Hyphen, already an interoperability and analytics partner for PHS, now connects more than 300 CAIPA providers to PHS’ community resource network. The network, WholeYouNYC, serves more than 3 million Medicaid members in the city. The platform connects those in need to community resources and Medicaid-funded services. The underlying tech supporting referrals in the partnership is the platform Unite Us, which CAIPA care navigators use to connect patients to services.

“This is a really historic moment in healthcare,” Zachariah Hennessey, chief strategy officer and executive vice president of PHS’ WholeYouNYC, told Fierce Healthcare in an exclusive interview. “We are the leaders building the infrastructure that supports that delivery network.”

Hyphen gets information on screenings from any organization, receiving data from Unite Us, the state health information exchange Healthix and managed care organizations. This interoperability is made possible in part by a mandate from the Centers for Medicare & Medicaid Services. Hyphen will also make screening data available to PHS and CAIPA in a population health management solution in early 2026.

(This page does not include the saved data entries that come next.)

//! Data the charm publishes to related applications

use regex::Regex;
use serde::{Deserialize, Serialize};
use std::path::{Path, PathBuf};
use std::sync::LazyLock;

use crate::config::HostLayout;

/// Scheduler hook locations handed to the Slurm controller charm
#[derive(Debug, Clone, PartialEq, Eq, Serialize, Deserialize)]
pub struct PrologEpilogData {
    pub prolog: PathBuf,
    pub epilog: PathBuf,
}

impl PrologEpilogData {
    pub fn from_layout(layout: &HostLayout) -> Self {
        Self {
            prolog: layout.prolog_path(),
            epilog: layout.epilog_path(),
        }
    }
}

const LOG_TAG: &str = "license-manager-agent";

/// `YYYY-MM-DD HH:MM:SS` at the start of a line opens a new record
const RECORD_START: &str = r"^\d{4}-\d{2}-\d{2} \d{2}:\d{2}:\d{2}";

static RECORD_START_RE: LazyLock<Regex> =
    LazyLock::new(|| Regex::new(RECORD_START).expect("valid record start regex"));

/// Continuation lines: anything not opening a record (shipper-side lookahead)
const RECORD_CONT: &str = r"^(?!\d{4}-\d{2}-\d{2} \d{2}:\d{2}:\d{2})";

#[derive(Debug, Clone, PartialEq, Eq, Serialize, Deserialize)]
pub struct TailInput {
    pub name: String,
    pub path: String,
    pub tag: String,
    pub path_key: String,
    pub multiline_parser: String,
}

#[derive(Debug, Clone, PartialEq, Eq, Serialize, Deserialize)]
pub struct MultilineRule {
    pub state: String,
    pub regex: String,
    pub next_state: String,
}

#[derive(Debug, Clone, PartialEq, Eq, Serialize, Deserialize)]
pub struct MultilineParser {
    pub name: String,
    #[serde(rename = "type")]
    pub parser_type: String,
    pub flush_timeout: u32,
    pub rules: Vec<MultilineRule>,
}

/// Tail input plus multiline parser for a log shipper
///
/// Agent log records span several lines when they carry a traceback, so
/// the parser folds every line that does not open with a timestamp into
/// the record before it.
#[derive(Debug, Clone, PartialEq, Eq, Serialize, Deserialize)]
pub struct LogForwardingDescriptor {
    pub input: TailInput,
    pub multiline_parser: MultilineParser,
}

impl LogForwardingDescriptor {
    pub fn for_log_dir(log_dir: &Path) -> Self {
        Self {
            input: TailInput {
                name: "tail".to_string(),
                path: log_dir.join("*.log").display().to_string(),
                tag: LOG_TAG.to_string(),
                path_key: "filename".to_string(),
                multiline_parser: LOG_TAG.to_string(),
            },
            multiline_parser: MultilineParser {
                name: LOG_TAG.to_string(),
                parser_type: "regex".to_string(),
                flush_timeout: 1000,
                rules: vec![
                    MultilineRule {
                        state: "start_state".to_string(),
                        regex: format!("/{RECORD_START}/"),
                        next_state: "cont".to_string(),
                    },
                    MultilineRule {
                        state: "cont".to_string(),
                        regex: format!("/{RECORD_CONT}/"),
                        next_state: "cont".to_string(),
                    },
                ],
            },
        }
    }
}

/// Whether `line` opens a new log record
pub fn is_record_start(line: &str) -> bool {
    RECORD_START_RE.is_match(line)
}

/// Opening line of the last record in a log
pub fn last_record_start(content: &str) -> Option<&str> {
    content.lines().rev().find(|line| is_record_start(line))
}
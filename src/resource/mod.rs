//! Concrete host resources the charm manages
//!
//! Every resource implements [`declarative::Resource`] and reaches the
//! host only through the [`declarative::ApplyContext`] it is given, so the
//! same values drive a real host and a sandboxed one.

pub mod account;
pub mod directory;
pub mod managed_file;
pub mod python;
pub mod unit;

pub use account::ServiceAccount;
pub use directory::{DirPolicy, Directory};
pub use managed_file::ManagedFile;
pub use python::{PythonPackage, VirtualEnv};
pub use unit::{ServiceUnit, UnitFile, UnitIndex};

/// OS user and group that own a managed path
#[derive(Debug, Clone, PartialEq, Eq)]
pub struct Owner {
    pub user: String,
    pub group: String,
}

impl Owner {
    pub fn new(user: impl Into<String>, group: impl Into<String>) -> Self {
        Self {
            user: user.into(),
            group: group.into(),
        }
    }

    /// `user:group`, as chown takes it
    pub fn spec(&self) -> String {
        format!("{}:{}", self.user, self.group)
    }
}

Providers often face challenges screening for social needs because these screenings may be disconnected from their clinical workflows, Hennessey explained. They may also lack multilingual options. Hyphen streamlines this by embedding social needs screenings directly into CAIPA providers’ EHRs, then relaying the results to WholeYouNYC and care navigators.

More than 300 CAIPA-affiliated providers, including primary care docs and pediatricians, can now screen patients for social needs in English, Chinese, Bengali and Korean. 

“We take it for granted that we can access any restaurant or food service provider via technology,” Hennessey said, “but, currently, there is no coordinated, technology-enabled access to the social safety net for healthcare.”

A benefit of the partnership is that patients already working with CAIPA navigators could continue to do so. “That trusted relationship doesn't get disrupted. The technology is really supporting the human connections and reinforcing the established relationships that patients already have,” Hennessey said.

“A lot of the population in New York City really need the hyper-local, community-based infrastructure for them to access care and services like [these],” echoed Eliza Ng, M.D., chief medical officer at CAIPA.

The 1115 waiver, approved in 2024, increased coverage for certain social services. Also among the waiver’s goals is to set up social care networks to help manage screening, verifying the eligibility of members and generating a social care plan for them. PHS, CAIPA and Hyphen are executing on that exact reform.

PHS is prioritizing smaller independent providers, community health centers and safety net providers when identifying screening gaps. Doctors are notified when their patients are eligible for a screening. “It’s our duty to make sure that the people who need them the most get them first,” Hennessey noted. 

CAIPA care navigators try to engage patients within five days of a screening and have access to a closed-loop referral system so they can know when a patient receives a service. 

“Our vision is to integrate health-related social needs as part of clinical care for perpetuity,” Ng said.